[Collected data entries]
■ ■ ■ ■

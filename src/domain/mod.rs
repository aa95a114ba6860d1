//! Domain types and their validation rules.
//!
//! Everything in here is pure: no I/O, no shared state, no panics on any
//! input in the declared range.

pub mod person;

pub use person::{Person, PersonInput, ValidationError, ValidationResult, MAX_AGE};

■ ■ ■ ■

## What you need to do
The full set of records above must be retyped exactly.

## Response
filename src/domain/mod.rs
repository aa95a114ba6860d1
//! Domain types and their validation rules.
//!
//! Everything in here is pure: no I/O, no shared state, no panics on any
//! input in the declared range.

pub mod person;

pub use person::{Person, PersonInput, ValidationError, ValidationResult, MAX_AGE};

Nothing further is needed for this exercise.